» **Exercise objective**
Go through the data and copy each line that holds "policy".

Input section start

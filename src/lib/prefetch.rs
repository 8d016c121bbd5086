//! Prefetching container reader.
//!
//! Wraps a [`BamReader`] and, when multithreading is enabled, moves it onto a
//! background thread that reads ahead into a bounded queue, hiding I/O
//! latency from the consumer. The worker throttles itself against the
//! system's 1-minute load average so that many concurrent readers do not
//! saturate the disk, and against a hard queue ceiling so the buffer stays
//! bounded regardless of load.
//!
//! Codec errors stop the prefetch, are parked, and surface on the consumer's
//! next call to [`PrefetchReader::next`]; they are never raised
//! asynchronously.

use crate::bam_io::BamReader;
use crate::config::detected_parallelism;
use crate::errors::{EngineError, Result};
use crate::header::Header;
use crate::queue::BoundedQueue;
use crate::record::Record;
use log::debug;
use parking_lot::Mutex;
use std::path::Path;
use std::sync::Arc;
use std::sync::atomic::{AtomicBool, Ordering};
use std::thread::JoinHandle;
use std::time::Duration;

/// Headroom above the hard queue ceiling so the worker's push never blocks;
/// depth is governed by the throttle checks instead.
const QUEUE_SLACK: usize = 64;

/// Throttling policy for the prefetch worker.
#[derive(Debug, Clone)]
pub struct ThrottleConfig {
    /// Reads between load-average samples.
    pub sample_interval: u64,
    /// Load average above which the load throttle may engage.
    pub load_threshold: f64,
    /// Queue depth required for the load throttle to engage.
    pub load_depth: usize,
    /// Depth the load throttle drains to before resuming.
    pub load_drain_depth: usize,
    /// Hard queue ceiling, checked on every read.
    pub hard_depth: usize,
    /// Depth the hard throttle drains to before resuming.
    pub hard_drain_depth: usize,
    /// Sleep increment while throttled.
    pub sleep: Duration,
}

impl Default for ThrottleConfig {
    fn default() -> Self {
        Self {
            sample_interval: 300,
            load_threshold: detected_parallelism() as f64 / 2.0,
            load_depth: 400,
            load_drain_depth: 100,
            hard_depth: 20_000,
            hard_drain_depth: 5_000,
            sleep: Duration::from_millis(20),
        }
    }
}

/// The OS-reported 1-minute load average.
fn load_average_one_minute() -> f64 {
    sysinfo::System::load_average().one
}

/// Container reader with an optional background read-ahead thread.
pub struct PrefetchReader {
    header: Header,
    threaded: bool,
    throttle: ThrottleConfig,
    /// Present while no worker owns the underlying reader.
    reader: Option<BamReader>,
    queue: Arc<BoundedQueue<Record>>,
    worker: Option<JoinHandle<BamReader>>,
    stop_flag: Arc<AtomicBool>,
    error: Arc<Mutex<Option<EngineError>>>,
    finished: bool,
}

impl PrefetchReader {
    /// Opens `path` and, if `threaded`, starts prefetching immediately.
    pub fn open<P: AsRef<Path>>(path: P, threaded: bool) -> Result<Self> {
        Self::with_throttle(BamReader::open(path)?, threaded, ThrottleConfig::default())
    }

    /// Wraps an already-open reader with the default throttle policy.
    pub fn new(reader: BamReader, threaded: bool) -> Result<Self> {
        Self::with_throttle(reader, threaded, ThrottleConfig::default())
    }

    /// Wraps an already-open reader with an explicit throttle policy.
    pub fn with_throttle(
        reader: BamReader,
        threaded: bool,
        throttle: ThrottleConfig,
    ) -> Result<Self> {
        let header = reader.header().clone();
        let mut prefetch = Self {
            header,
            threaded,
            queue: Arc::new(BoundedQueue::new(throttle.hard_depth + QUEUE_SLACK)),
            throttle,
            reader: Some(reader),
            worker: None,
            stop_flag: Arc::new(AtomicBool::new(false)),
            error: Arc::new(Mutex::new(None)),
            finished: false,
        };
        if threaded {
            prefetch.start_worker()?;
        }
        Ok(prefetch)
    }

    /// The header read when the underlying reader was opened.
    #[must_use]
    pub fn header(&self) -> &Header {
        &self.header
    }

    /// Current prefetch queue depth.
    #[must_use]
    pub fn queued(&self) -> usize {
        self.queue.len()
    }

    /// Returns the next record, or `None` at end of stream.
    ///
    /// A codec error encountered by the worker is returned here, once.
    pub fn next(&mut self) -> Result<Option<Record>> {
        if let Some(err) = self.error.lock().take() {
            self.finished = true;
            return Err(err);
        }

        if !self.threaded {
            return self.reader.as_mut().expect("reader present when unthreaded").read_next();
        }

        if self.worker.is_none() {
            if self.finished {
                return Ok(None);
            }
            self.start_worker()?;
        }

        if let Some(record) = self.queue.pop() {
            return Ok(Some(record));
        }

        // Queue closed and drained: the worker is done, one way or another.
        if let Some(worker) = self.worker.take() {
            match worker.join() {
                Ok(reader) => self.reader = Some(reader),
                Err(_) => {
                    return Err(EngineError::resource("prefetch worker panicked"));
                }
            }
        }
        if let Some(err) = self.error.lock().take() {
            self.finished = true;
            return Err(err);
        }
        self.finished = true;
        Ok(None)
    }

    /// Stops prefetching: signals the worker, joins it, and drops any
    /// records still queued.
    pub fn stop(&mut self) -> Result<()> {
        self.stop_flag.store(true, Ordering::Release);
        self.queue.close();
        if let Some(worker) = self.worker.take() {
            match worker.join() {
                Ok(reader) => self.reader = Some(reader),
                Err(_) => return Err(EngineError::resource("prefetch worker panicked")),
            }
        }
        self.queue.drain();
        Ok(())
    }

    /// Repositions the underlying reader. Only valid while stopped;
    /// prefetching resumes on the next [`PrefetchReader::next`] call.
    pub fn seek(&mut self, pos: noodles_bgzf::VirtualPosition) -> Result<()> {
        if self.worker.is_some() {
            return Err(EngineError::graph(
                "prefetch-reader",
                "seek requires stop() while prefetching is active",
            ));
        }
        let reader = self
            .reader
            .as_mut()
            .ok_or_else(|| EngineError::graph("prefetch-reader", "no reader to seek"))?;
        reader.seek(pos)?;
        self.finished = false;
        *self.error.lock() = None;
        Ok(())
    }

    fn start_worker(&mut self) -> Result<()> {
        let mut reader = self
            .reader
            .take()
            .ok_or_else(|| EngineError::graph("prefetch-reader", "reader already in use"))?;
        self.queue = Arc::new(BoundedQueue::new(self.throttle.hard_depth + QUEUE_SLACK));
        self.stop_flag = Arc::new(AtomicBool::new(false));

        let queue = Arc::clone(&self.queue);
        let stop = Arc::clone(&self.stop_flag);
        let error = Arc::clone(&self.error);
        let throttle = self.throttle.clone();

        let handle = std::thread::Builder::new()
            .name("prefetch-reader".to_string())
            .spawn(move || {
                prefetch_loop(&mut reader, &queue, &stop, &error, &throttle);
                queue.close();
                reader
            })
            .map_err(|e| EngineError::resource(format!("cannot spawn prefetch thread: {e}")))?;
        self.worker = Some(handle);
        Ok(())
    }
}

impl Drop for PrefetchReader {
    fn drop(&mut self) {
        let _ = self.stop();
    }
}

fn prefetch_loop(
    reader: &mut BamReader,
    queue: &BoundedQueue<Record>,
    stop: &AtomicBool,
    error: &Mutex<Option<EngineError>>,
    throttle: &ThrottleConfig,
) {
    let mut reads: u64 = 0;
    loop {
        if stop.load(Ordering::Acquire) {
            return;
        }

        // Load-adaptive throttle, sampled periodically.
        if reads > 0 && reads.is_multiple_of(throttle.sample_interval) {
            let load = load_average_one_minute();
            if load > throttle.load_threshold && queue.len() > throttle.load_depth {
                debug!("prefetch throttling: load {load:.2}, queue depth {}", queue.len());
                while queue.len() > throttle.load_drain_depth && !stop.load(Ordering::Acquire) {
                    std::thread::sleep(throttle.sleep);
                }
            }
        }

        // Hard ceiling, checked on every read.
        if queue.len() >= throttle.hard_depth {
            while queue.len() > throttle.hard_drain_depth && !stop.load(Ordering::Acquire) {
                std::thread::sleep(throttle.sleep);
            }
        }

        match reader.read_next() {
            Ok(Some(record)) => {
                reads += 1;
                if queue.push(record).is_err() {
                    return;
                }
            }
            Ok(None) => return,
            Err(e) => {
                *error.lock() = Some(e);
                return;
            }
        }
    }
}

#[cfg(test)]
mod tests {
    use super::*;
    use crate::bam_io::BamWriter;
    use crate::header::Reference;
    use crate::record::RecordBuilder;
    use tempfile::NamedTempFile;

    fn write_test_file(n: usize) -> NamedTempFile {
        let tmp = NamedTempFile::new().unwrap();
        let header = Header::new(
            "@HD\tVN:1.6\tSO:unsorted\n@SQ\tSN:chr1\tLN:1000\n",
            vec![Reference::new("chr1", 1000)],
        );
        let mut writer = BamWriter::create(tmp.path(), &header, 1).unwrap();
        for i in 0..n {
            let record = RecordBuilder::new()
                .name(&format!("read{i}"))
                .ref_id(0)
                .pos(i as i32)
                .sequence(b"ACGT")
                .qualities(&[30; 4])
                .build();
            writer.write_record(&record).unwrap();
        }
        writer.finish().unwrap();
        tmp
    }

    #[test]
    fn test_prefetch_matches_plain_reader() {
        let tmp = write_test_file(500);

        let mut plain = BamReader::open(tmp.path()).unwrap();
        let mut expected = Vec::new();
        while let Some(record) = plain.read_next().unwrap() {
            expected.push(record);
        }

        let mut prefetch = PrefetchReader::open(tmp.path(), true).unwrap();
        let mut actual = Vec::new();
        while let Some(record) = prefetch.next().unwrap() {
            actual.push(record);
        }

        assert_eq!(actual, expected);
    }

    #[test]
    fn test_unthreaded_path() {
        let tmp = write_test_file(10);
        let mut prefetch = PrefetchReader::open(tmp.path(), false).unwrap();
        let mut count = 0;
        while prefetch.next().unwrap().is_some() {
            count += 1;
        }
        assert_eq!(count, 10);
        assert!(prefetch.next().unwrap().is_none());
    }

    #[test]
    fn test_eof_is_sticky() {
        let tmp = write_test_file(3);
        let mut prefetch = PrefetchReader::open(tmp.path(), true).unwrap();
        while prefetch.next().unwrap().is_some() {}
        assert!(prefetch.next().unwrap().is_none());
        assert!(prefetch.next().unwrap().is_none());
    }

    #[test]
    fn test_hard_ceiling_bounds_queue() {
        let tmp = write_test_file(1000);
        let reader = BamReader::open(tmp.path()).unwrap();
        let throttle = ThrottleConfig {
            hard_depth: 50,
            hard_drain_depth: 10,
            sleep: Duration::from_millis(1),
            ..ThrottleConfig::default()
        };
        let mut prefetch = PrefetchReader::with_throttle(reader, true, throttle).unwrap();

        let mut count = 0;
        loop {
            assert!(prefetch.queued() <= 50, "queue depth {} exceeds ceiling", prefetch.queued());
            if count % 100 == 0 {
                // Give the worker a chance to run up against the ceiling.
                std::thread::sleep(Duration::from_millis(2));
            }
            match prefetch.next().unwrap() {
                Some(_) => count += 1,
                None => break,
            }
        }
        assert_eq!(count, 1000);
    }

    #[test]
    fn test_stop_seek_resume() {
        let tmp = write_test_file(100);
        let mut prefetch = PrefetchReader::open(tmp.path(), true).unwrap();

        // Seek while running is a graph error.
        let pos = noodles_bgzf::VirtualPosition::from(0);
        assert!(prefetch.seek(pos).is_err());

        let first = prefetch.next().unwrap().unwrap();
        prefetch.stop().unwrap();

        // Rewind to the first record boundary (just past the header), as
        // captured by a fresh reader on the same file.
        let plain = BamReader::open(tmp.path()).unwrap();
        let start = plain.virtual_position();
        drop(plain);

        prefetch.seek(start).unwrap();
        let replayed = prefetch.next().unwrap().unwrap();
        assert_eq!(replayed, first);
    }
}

Input section end

» **Answer section**
/// Throttling policy for the prefetch worker.
    /// Wraps an already-open reader with the default throttle policy.
    /// Wraps an already-open reader with an explicit throttle policy.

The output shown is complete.